The inspiration behind this project stemmed from the burgeoning field of Quantum Machine Learning (QML) and its potential applications in High Energy Physics (HEP). Specifically, the project aimed to explore the efficacy of Quantum Convolutional Neural Networks (QCNNs) in discriminating between different types of particles, namely electrons and photons, which is a crucial task in HEP research. The goal was to leverage quantum computing principles to enhance classification capabilities for particle physics datasets.

About the project

This project is a detailed implementation and training of a Quantum Convolutional Neural Network (QCNN) for classifying electron and photon datasets.

How it was built

The development of the Quantum CNN involved several key stages:

  1. Environment Setup and Dependencies: The project requires specific software versions, including TensorFlow 2.4.1, TensorFlow Quantum 0.5.1, Cirq 0.11.0, Sympy 1.5, and Numpy 1.19.5. It was run on an environment with a GPU accelerator (Tesla P100) and a high-RAM runtime (27.3 GB of available RAM).
  2. Dataset Loading and Preprocessing: ◦ Electron and photon datasets were loaded from HDF5 files (photon.hdf5 and electron.hdf5). Each dataset initially contained 249,000 samples, each a 32x32 pixel image with 2 channels. ◦ A sample size of 10,000 images was selected from the combined electron and photon datasets. ◦ The 32x32 images were then cropped to an 8x8 size, ensuring the maximum value pixel was maintained at the centre. This reduced the input image dimensions for the QCNN. ◦ A train-test split was applied, allocating 8,500 samples for training and 1,500 samples for testing (a 15% test size).

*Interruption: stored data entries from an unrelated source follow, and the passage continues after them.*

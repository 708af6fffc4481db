use std::sync::atomic::{AtomicU8, Ordering};

use clap::ValueEnum;
use tracing_subscriber::EnvFilter;

/// Global output mode shared by the logging macros and the output module.
///
/// Starts as [`OutputMode::Normal`] until [`set_verbose`] or [`set_quiet`] is
/// called.
static OUTPUT_MODE: AtomicU8 = AtomicU8::new(0);

#[derive(Debug, Clone, Copy, PartialEq, Eq)]
enum OutputMode {
  Normal = 0,
  Quiet = 1,
  Verbose = 2,
}

impl OutputMode {
  const fn from_u8(value: u8) -> Self {
    match value {
      1 => OutputMode::Quiet,
      2 => OutputMode::Verbose,
      _ => OutputMode::Normal,
    }
  }
}

/// When to emit ANSI colors.
#[derive(Debug, Clone, Copy, Default, PartialEq, Eq, ValueEnum)]
pub enum ColorMode {
  /// Color when the stream is a terminal
  #[default]
  Auto,
  /// Never use colors
  Never,
  /// Always use colors
  Always,
}

impl ColorMode {
  /// Installs this mode as the process-wide `owo-colors` override.
  pub fn apply(self) {
    match self {
      ColorMode::Auto => owo_colors::unset_override(),
      ColorMode::Never => owo_colors::set_override(false),
      ColorMode::Always => owo_colors::set_override(true),
    }
  }
}

/// Sets the global verbose logging flag.
///
/// When verbose logging is enabled, the [`verbose_log!`](crate::verbose_log)
/// macro writes to stderr and file lists are printed in full.
pub fn set_verbose() {
  OUTPUT_MODE.store(OutputMode::Verbose as u8, Ordering::SeqCst);
}

/// Suppresses everything except errors.
pub fn set_quiet() {
  OUTPUT_MODE.store(OutputMode::Quiet as u8, Ordering::SeqCst);
}

/// Returns `true` if verbose logging is enabled.
pub fn is_verbose() -> bool {
  matches!(OutputMode::from_u8(OUTPUT_MODE.load(Ordering::SeqCst)), OutputMode::Verbose)
}

/// Returns `true` if quiet mode is enabled.
pub fn is_quiet() -> bool {
  matches!(OutputMode::from_u8(OUTPUT_MODE.load(Ordering::SeqCst)), OutputMode::Quiet)
}

/// Maps the `-q`/`-v` flags to a default `tracing` filter directive.
pub const fn default_filter(quiet: bool, verbosity: u8) -> &'static str {
  if quiet {
    return "warn";
  }
  match verbosity {
    0 => "warn",
    1 => "info",
    2 => "debug",
    _ => "trace",
  }
}

/// Installs the global `tracing` subscriber writing to stderr.
///
/// `RUST_LOG` takes precedence over the level derived from the flags. Calling
/// this more than once is harmless; later calls are ignored.
pub fn init_tracing(quiet: bool, verbosity: u8) {
  let filter =
    EnvFilter::try_from_default_env().unwrap_or_else(|_| EnvFilter::new(default_filter(quiet, verbosity)));

  let _ = tracing_subscriber::fmt()
    .with_env_filter(filter)
    .with_writer(std::io::stderr)
    .with_target(false)
    .without_time()
    .try_init();
}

The labels were converted to categorical format. ◦ Graph-Convolution Preprocessing was also explored, involving the creation of an adjacency matrix and visualising its effect on average images.
  3. Building the Quantum Neural Network: ◦ The core quantum circuit components were defined: ▪ one_qubit_rotation: Applies X, Y, and Z rotations to a single qubit, parameterized by symbols. ▪ entangling_layer: Implements a layer of Controlled-Z (CZ) entangling gates arranged in a circular topology for a given set of qubits. ◦ The generate_circuit function constructed a data re-uploading circuit composed of multiple layers. Each layer included an entangling layer and one-qubit rotations. Input features were encoded as Ry and Rz rotations. ◦ A custom Keras layer, ConvKernelPQC, was implemented to serve as the quantum convolutional kernel. This layer contains the quantum circuit and defines the trainable parameters (thetas) initialized randomly between $-\pi/2$ and $\pi/2$. It takes flattened input images, transforms them using arctan(x) and arctan(x^2), and feeds them into the quantum circuit. The output is obtained by measuring the Z observable of the first qubit. ◦ The QConv_layer function was designed to apply the ConvKernelPQC across the input image in a convolutional manner, producing an output feature map. ◦ The overall QCNN model architecture consists of two QConv_layer instances (with filter sizes 3 and 2, and stride 1), followed by classical Dense layers (8 neurons with ReLU activation, and a final 2-neuron output layer with softmax activation for classification). The model takes a (None, 8, 8) input tensor.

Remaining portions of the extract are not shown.